Даниил поражал всех тем, что никогда не говорил ни о себе, ни о своей болезни, а всегда беседовал с людьми, приходившими его навестить, об их делах, здоровье, детях, родственниках. Он никогда никому ни разу не пожаловался. Удивительно было, что у него с ослаблением физического состояния все яснее, глубже и четче делалось то, что можно назвать настоящим сознанием человека, — сознание поэта и сознание отмеченного Богом вестника, через которого льется свет Иного мира.
Помню, как приехал Сережа Мусатов со своей последней женой Ниной. До ареста Сережи она училась у него в студии и потом ждала его весь срок. Они пробыли недолго. Нужно было уходить, Сережа и Нина встали, и Нина несколько растерянно сказала:
— Ну, как мы попрощаемся?
Даниил спросил:
— Вы верите в загробную жизнь?
Она ответила:
— Да.
Тогда он протянул ей руку и улыбнувшись сказал:
— Так до свидания.
Нина пожала ему руку, они вышли, и она разрыдалась уже в коридоре у входной двери.
Когда мы оставались вдвоем, Даниил иногда просил, чтобы я чи тала его стихи, и слушал их уже как бы совершенно не отсюда.

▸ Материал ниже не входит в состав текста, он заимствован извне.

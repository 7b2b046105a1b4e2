//! The processing state machine shared by every processing kind.
//!
//! ```text
//! deliver ─► queued ─► drain ─► schedule gate ─► workers ─► processing ─► done ─► routing ─► free_slot
//!                        ▲            │ inactive      │ waiting     │ breakdown
//!                        │            ▼               ▼             ▼
//!                        └──── ScheduleRecheck ◄── woken on release  repair, then remainder
//! ```
//!
//! A drain starts queued entities while capacity, the work schedule and the
//! worker pool allow. Each started entity owns one slot until it has left the
//! component; a slot whose entity cannot leave yet is blocked and keeps its
//! unit of capacity.

use tracing::{debug, error, trace};

use crate::component::{ComponentKind, ComponentType, SlotState};
use crate::fixed::{time_to_f64, to_time};
use crate::hooks::HookPoint;
use crate::id::{ComponentId, EntityId, SlotId, WorkerId, WorkerPoolId};
use crate::kernel::{Action, Holder};
use crate::model::Model;
use crate::queue::QueueEntry;
use crate::schedule::ScheduleState;
use crate::worker::Acquire;

/// Outcome of one start attempt within a drain.
enum Start {
    Started,
    Vetoed,
    NoSlot,
}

Хорошо помню, как он попросил, чтобы я ему прочла цикл «Зеленою поймой». Я читала, естественно, не поднимая глаз, с машинописи. А потом, когда посмотрела на Даниила, то увидала у него слезы на глазах Он сказал:
— Хорошие стихи. Я их слушал уже как не свои.
А еще он перечитывал «Розу Мира». Сначала попросил, чтобы я перечитала книгу и пометила все места, где я с чем-нибудь не согласна, что-то меня останавливает и вообще, где мне что-нибудь неясно. Мои галочки и сейчас сохранились на этой машинописной рукописи. И почти против каждой галочки есть его поправка, какое-нибудь уточнение, что-то дополнено.
Однажды Даниил перечитывал «Розу Мира», а я что-то делала по хозяйству, выходила на кухню, потом вошла. Даниил закрыл папку отложил ее и сказал:
— Нет. Не сумасшедший.
Я спросила:
— Что? Что?
— Не сумасшедший написал.
Я обомлела, говорю:
— Ну что ты!
А он отвечает:
— Знаешь, я сейчас читал вот с такой точки зрения: как можно к этому отнестись, кто написал книгу: сумасшедший или нет. Нет, не сумасшедший.